### EXERCISE OBJECTIVE
If a line in the listing below includes the string "cannot", pull it out.
--- MATERIAL FOR THIS EXERCISE ---
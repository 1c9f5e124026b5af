//! Lazy enumeration of every galaxy in a directory of containers.

use std::fs;
use std::path::{Path, PathBuf};

use hdf5::File;

use crate::error::{Error, Result};
use crate::image::ImageArray;

use super::{collect_datasets, open_container, read_image};

/// File extensions recognised as HDF5 containers.
pub const CONTAINER_EXTENSIONS: [&str; 3] = ["hdf5", "h5", "he5"];

/// The containers found in one directory.
///
/// Only file names are gathered up front. Containers are opened one at a time
/// while iterating, and every call to [`GalaxyCatalog::iter`] starts over from
/// the first container.
#[derive(Debug, Clone)]
pub struct GalaxyCatalog {
    dir: PathBuf,
    containers: Vec<PathBuf>,
}

impl GalaxyCatalog {
    /// Enumerate the containers directly inside `dir`, sorted by file name.
    ///
    /// # Errors
    ///
    /// Returns [`Error::NotFound`] if `dir` is not a directory and
    /// [`Error::Io`] if it cannot be listed.
    pub fn open<P: AsRef<Path>>(dir: P) -> Result<Self> {
        let dir = dir.as_ref();
        if !dir.is_dir() {
            return Err(Error::NotFound {
                file: dir.to_path_buf(),
                path: "/".to_string(),
            });
        }

        let mut containers = Vec::new();
        for entry in fs::read_dir(dir)? {
            let path = entry?.path();
            if path.is_file() && is_container(&path) {
                containers.push(path);
            }
        }
        containers.sort();

        tracing::info!("Found {} containers in {}", containers.len(), dir.display());
        Ok(Self {
            dir: dir.to_path_buf(),
            containers,
        })
    }

    /// Directory the catalog was built from.
    #[must_use]
    pub fn dir(&self) -> &Path {
        &self.dir
    }

    /// Container files, in iteration order.
    #[must_use]
    pub fn containers(&self) -> &[PathBuf] {
        &self.containers
    }

    /// Iterate `(identifier, image)` pairs over all containers.
    ///
    /// Identifiers have the form `<file stem>:<dataset path>`, for example
    /// `data_0:/image_data_28/galaxy_562338_xy`.
    #[must_use]
    pub fn iter(&self) -> GalaxyIter<'_> {
        GalaxyIter {
            containers: &self.containers,
            next_container: 0,
            current: None,
        }
    }
}

impl<'a> IntoIterator for &'a GalaxyCatalog {
    type Item = Result<(String, ImageArray)>;
    type IntoIter = GalaxyIter<'a>;

    fn into_iter(self) -> Self::IntoIter {
        self.iter()
    }
}

/// Iterator returned by [`GalaxyCatalog::iter`].
///
/// A container that cannot be opened or walked is reported as a single `Err`
/// item; iteration then moves on to the next container.
pub struct GalaxyIter<'a> {
    containers: &'a [PathBuf],
    next_container: usize,
    current: Option<OpenContainer<'a>>,
}

struct OpenContainer<'a> {
    path: &'a Path,
    stem: String,
    file: File,
    datasets: std::vec::IntoIter<String>,
}

impl<'a> GalaxyIter<'a> {
    fn open_next(path: &'a Path) -> Result<OpenContainer<'a>> {
        let file = open_container(path)?;
        let root = file.group("/").map_err(|source| Error::Container {
            path: path.to_path_buf(),
            source,
        })?;

        let mut datasets = Vec::new();
        collect_datasets(&root, "", path, &mut datasets)?;
        tracing::debug!("{}: {} datasets", path.display(), datasets.len());

        let stem = path
            .file_stem()
            .map(|s| s.to_string_lossy().into_owned())
            .unwrap_or_default();

        Ok(OpenContainer {
            path,
            stem,
            file,
            datasets: datasets.into_iter(),
        })
    }
}

impl Iterator for GalaxyIter<'_> {
    type Item = Result<(String, ImageArray)>;

    fn next(&mut self) -> Option<Self::Item> {
        loop {
            if let Some(current) = &mut self.current {
                if let Some(dataset_path) = current.datasets.next() {
                    let id = format!("{}:{dataset_path}", current.stem);
                    let image = current
                        .file
                        .dataset(&dataset_path)
                        .map_err(|source| Error::Container {
                            path: current.path.to_path_buf(),
                            source,
                        })
                        .and_then(|dataset| read_image(&dataset, current.path));
                    return Some(image.map(|data| (id, data)));
                }
            }
            self.current = None;

            let containers = self.containers;
            let path = containers.get(self.next_container)?;
            self.next_container += 1;

            match Self::open_next(path) {
                Ok(opened) => self.current = Some(opened),
                Err(err) => return Some(Err(err)),
            }
        }
    }
}

fn is_container(path: &Path) -> bool {
    path.extension()
        .and_then(|ext| ext.to_str())
        .is_some_and(|ext| {
            CONTAINER_EXTENSIONS
                .iter()
                .any(|known| ext.eq_ignore_ascii_case(known))
        })
}

#[cfg(test)]
mod tests {
    use super::*;
    use crate::container::fixtures::write_sample_container;
    use tempfile::TempDir;

    #[test]
    fn test_open_filters_and_sorts() {
        let dir = TempDir::new().unwrap();
        write_sample_container(dir.path(), "b.h5");
        write_sample_container(dir.path(), "a.hdf5");
        fs::write(dir.path().join("notes.txt"), "not a container").unwrap();
        fs::create_dir(dir.path().join("nested.hdf5")).unwrap();

        let catalog = GalaxyCatalog::open(dir.path()).unwrap();
        let names: Vec<_> = catalog
            .containers()
            .iter()
            .map(|p| p.file_name().unwrap().to_string_lossy().into_owned())
            .collect();

        assert_eq!(names, ["a.hdf5", "b.h5"]);
        assert_eq!(catalog.dir(), dir.path());
    }

    #[test]
    fn test_iter_flattens_all_containers() {
        let dir = TempDir::new().unwrap();
        write_sample_container(dir.path(), "data_0.hdf5");
        write_sample_container(dir.path(), "data_1.hdf5");

        let catalog = GalaxyCatalog::open(dir.path()).unwrap();
        let items: Vec<(String, ImageArray)> = catalog.iter().map(|r| r.unwrap()).collect();

        assert_eq!(items.len(), 10);
        assert_eq!(items[0].0, "data_0:/image_data_28/galaxy_1_xy");
        assert_eq!(items[2].0, "data_0:/image_data_30/extra/galaxy_9_xy");
        assert_eq!(items[2].1.dim(), (2, 2));
        assert_eq!(items[5].0, "data_1:/image_data_28/galaxy_1_xy");
    }

    #[test]
    fn test_iter_is_restartable() {
        let dir = TempDir::new().unwrap();
        write_sample_container(dir.path(), "data_0.hdf5");

        let catalog = GalaxyCatalog::open(dir.path()).unwrap();
        let first: Vec<String> = catalog.iter().map(|r| r.unwrap().0).collect();
        let second: Vec<String> = (&catalog).into_iter().map(|r| r.unwrap().0).collect();

        assert_eq!(first.len(), 5);
        assert_eq!(first, second);
    }

    #[test]
    fn test_broken_container_yields_one_error() {
        let dir = TempDir::new().unwrap();
        fs::write(dir.path().join("a_broken.hdf5"), b"garbage").unwrap();
        write_sample_container(dir.path(), "b_good.hdf5");

        let catalog = GalaxyCatalog::open(dir.path()).unwrap();
        let items: Vec<_> = catalog.iter().collect();

        assert_eq!(items.len(), 6);
        assert!(matches!(items[0], Err(Error::Container { .. })));
        assert!(items[1..].iter().all(Result::is_ok));
    }

    #[test]
    fn test_empty_directory() {
        let dir = TempDir::new().unwrap();
        let catalog = GalaxyCatalog::open(dir.path()).unwrap();

        assert_eq!(catalog.iter().count(), 0);
    }

    #[test]
    fn test_missing_directory() {
        let dir = TempDir::new().unwrap();

        assert!(matches!(
            GalaxyCatalog::open(dir.path().join("missing")),
            Err(Error::NotFound { .. })
        ));
    }
}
---
### RESULT FOR THIS TASK
    /// [`Error::Io`] if it cannot be listed.
/// A container that cannot be opened or walked is reported as a single `Err`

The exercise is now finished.